ViDove / evaluation /scores /multi_scores.py
JiaenLiu
parse fix
fb908a6
from comet import download_model, load_from_checkpoint
from sacrebleu.metrics import BLEU, CHRF, TER
from scores import LLM_eval
# import LLM_eval
class multi_scores:
def __init__(self, source_lang="en", target_lang="zh", domain="starcraft 2") -> None:
self.comet_model = load_from_checkpoint(download_model("Unbabel/wmt22-comet-da"))

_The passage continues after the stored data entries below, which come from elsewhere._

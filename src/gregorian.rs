//! Proleptic Gregorian calendar conversions to and from [`FixedDay`].

use std::str::FromStr;

use chrono::{Datelike, NaiveDate};
use serde::{Deserialize, Deserializer, Serialize, Serializer};

use crate::consts::{
    DAYS_IN_4_YEARS, DAYS_IN_100_YEARS, DAYS_IN_400_YEARS, DAYS_IN_YEAR, FEBRUARY,
    FEBRUARY_DAYS_LEAP, GREGORIAN_DATE_SEPARATOR, GREGORIAN_DAYS_IN_MONTH, GREGORIAN_EPOCH, MARCH,
    YEAR_LIMIT,
};
use crate::leap::is_gregorian_leap_year;
use crate::prelude::*;
use crate::types::{Month, check_day, narrow, split_triple};
use crate::{ConversionError, FixedDay};

/// Day count of a Gregorian date before saturating to the [`FixedDay`] range
fn day_number(year: i64, month: u8, day: u8) -> i64 {
    let year = year.clamp(-YEAR_LIMIT, YEAR_LIMIT);
    let prior_years = year - 1;
    let m = i64::from(month);

    // Months are counted as if February had 30 days, then corrected
    let february_correction = if month <= FEBRUARY {
        0
    } else if is_gregorian_leap_year(year) {
        -1
    } else {
        -2
    };

    GREGORIAN_EPOCH - 1
        + DAYS_IN_YEAR * prior_years
        + prior_years.div_euclid(4)
        - prior_years.div_euclid(100)
        + prior_years.div_euclid(400)
        + (367 * m - 362).div_euclid(12)
        + february_correction
        + i64::from(day)
}

/// Converts a Gregorian date to its fixed day number.
///
/// The arithmetic is lenient: out-of-range days simply offset from the
/// start of the month. Use [`GregorianDate::new`] for validated input.
/// Dates past either end of the [`FixedDay`] range saturate.
pub fn gregorian_to_fixed_day(year: i64, month: u8, day: u8) -> FixedDay {
    FixedDay::new(day_number(year, month, day))
}

/// Fixed day of 1 January of `year`
pub fn gregorian_new_year(year: i64) -> FixedDay {
    gregorian_to_fixed_day(year, 1, 1)
}

/// Gregorian year containing `date`, without iterating over years.
pub fn gregorian_year_from_fixed(date: FixedDay) -> i64 {
    let d0 = date.get() - GREGORIAN_EPOCH;
    let n400 = d0.div_euclid(DAYS_IN_400_YEARS);
    let d1 = d0.rem_euclid(DAYS_IN_400_YEARS);
    let n100 = d1 / DAYS_IN_100_YEARS;
    let d2 = d1 % DAYS_IN_100_YEARS;
    let n4 = d2 / DAYS_IN_4_YEARS;
    let d3 = d2 % DAYS_IN_4_YEARS;
    let n1 = d3 / DAYS_IN_YEAR;
    let year = 400 * n400 + 100 * n100 + 4 * n4 + n1;

    // The last day of a leap cycle lands one block "too far"
    if n100 == 4 || n1 == 4 { year } else { year + 1 }
}

/// Converts a fixed day number back to a Gregorian `(year, month, day)`.
#[allow(clippy::cast_possible_truncation, clippy::cast_sign_loss)]
pub fn fixed_day_to_gregorian(date: FixedDay) -> (i64, u8, u8) {
    let fixed = date.get();
    let year = gregorian_year_from_fixed(date);
    let prior_days = fixed - day_number(year, 1, 1);

    // Pretend February has 30 days so the month polynomial is regular
    let correction = if fixed < day_number(year, MARCH, 1) {
        0
    } else if is_gregorian_leap_year(year) {
        1
    } else {
        2
    };

    // month is in 1..=12 and day in 1..=31 here
    let month = ((12 * (prior_days + correction) + 373) / 367) as u8;
    let day = (fixed - day_number(year, month, 1) + 1) as u8;
    (year, month, day)
}

/// Number of days in a Gregorian month
pub const fn gregorian_days_in_month(year: i64, month: Month) -> u8 {
    let month = month.get();
    if month == FEBRUARY && is_gregorian_leap_year(year) {
        FEBRUARY_DAYS_LEAP
    } else {
        GREGORIAN_DAYS_IN_MONTH[month as usize]
    }
}

/// A validated date in the proleptic Gregorian calendar.
///
/// Year 0 is 1 BC, following astronomical year numbering.
#[derive(Debug, Clone, Copy, PartialEq, Eq, PartialOrd, Ord, Hash, Display)]
#[display(fmt = "{:04}-{:02}-{:02}", "year", "month.get()", "day")]
pub struct GregorianDate {
    year:  i64,
    month: Month,
    day:   u8,
}

impl GregorianDate {
    /// Creates a date, checking the month and the day against its month length.
    ///
    /// # Errors
    /// Returns `ConversionError::InvalidMonth` or `ConversionError::InvalidDay`,
    /// or `ConversionError::Unrepresentable` for a year past ±999,999,999.
    pub fn new(year: i64, month: u8, day: u8) -> Result<Self, ConversionError> {
        let month_typed = Month::new(month)?;
        let day = check_day(year, month, day, gregorian_days_in_month(year, month_typed))?;
        FixedDay::try_from(day_number(year, month, day))
            .map_err(|_| ConversionError::Unrepresentable(format!("{year}-{month}-{day}")))?;
        Ok(Self {
            year,
            month: month_typed,
            day,
        })
    }

    /// The date falling on `date`
    pub fn from_fixed(date: FixedDay) -> Self {
        let (year, month, day) = fixed_day_to_gregorian(date);
        Self {
            year,
            // from_fixed always yields a month in 1..=12
            month: Month::new(month).unwrap_or(Month::MAX),
            day,
        }
    }

    /// Fixed day number of this date
    pub fn to_fixed(self) -> FixedDay {
        gregorian_to_fixed_day(self.year, self.month.get(), self.day)
    }

    /// Returns the year
    pub const fn year(&self) -> i64 {
        self.year
    }

    /// Returns the month (1-12)
    pub const fn month(&self) -> u8 {
        self.month.get()
    }

    /// Returns the day of month
    pub const fn day(&self) -> u8 {
        self.day
    }

    /// Returns the Month type
    pub const fn month_typed(&self) -> Month {
        self.month
    }

    /// Returns `(year, month, day)`
    pub const fn to_tuple(&self) -> (i64, u8, u8) {
        (self.year, self.month.get(), self.day)
    }

    /// Whether this date falls in a Gregorian leap year
    pub const fn is_leap_year(&self) -> bool {
        is_gregorian_leap_year(self.year)
    }

    /// The next calendar day, saturating at the end of the [`FixedDay`] range
    pub fn succ(self) -> Self {
        Self::from_fixed(self.to_fixed().succ())
    }

    /// The previous calendar day, saturating at the start of the [`FixedDay`] range
    pub fn pred(self) -> Self {
        Self::from_fixed(self.to_fixed().pred())
    }
}

impl FromStr for GregorianDate {
    type Err = ConversionError;

    /// Parses ISO 8601 `YYYY-MM-DD`
    fn from_str(s: &str) -> Result<Self, Self::Err> {
        let [year, month, day] = split_triple(s, GREGORIAN_DATE_SEPARATOR)?;
        Self::new(year, narrow(month, s)?, narrow(day, s)?)
    }
}

impl TryFrom<(i64, u8, u8)> for GregorianDate {
    type Error = ConversionError;

    fn try_from(value: (i64, u8, u8)) -> Result<Self, Self::Error> {
        Self::new(value.0, value.1, value.2)
    }
}

impl From<NaiveDate> for GregorianDate {
    fn from(date: NaiveDate) -> Self {
        // chrono counts 0001-01-01 as day 1, same as the fixed day axis
        Self::from_fixed(FixedDay::new(i64::from(date.num_days_from_ce())))
    }
}

impl TryFrom<GregorianDate> for NaiveDate {
    type Error = ConversionError;

    fn try_from(date: GregorianDate) -> Result<Self, Self::Error> {
        i32::try_from(date.to_fixed().get())
            .ok()
            .and_then(Self::from_num_days_from_ce_opt)
            .ok_or_else(|| ConversionError::Unrepresentable(date.to_string()))
    }
}

impl Serialize for GregorianDate {
    fn serialize<S>(&self, serializer: S) -> Result<S::Ok, S::Error>
    where
        S: Serializer,
    {
        serializer.serialize_str(&self.to_string())
    }
}

impl<'de> Deserialize<'de> for GregorianDate {
    fn deserialize<D>(deserializer: D) -> Result<Self, D::Error>
    where
        D: Deserializer<'de>,
    {
        let s = String::deserialize(deserializer)?;
        s.parse().map_err(serde::de::Error::custom)
    }
}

self.bleu_model = BLEU(tokenize=target_lang)
self.LLM_model = LLM_eval.init_evaluator(source_lang=source_lang, target_lang=target_lang, domain=domain)
# self.score = {}
def __preprocess(self, src:str, mt:str, ref:str) -> dict:
# remove the space in the beginning and end of the sentence\
src = src.strip()
mt = mt.strip()
ref = ref.strip()
print(src, mt, ref)
return {'src':src, 'mt':mt, 'ref':ref}
# The function to get the scores
# src: orginal sentence
# mt: machine translation
# ref: reference translation
def calculate_comet_llm(self, src:str, mt:str, ref:str) -> dict:
# preprocess the input
src, mt, ref = self.__preprocess(src, mt, ref)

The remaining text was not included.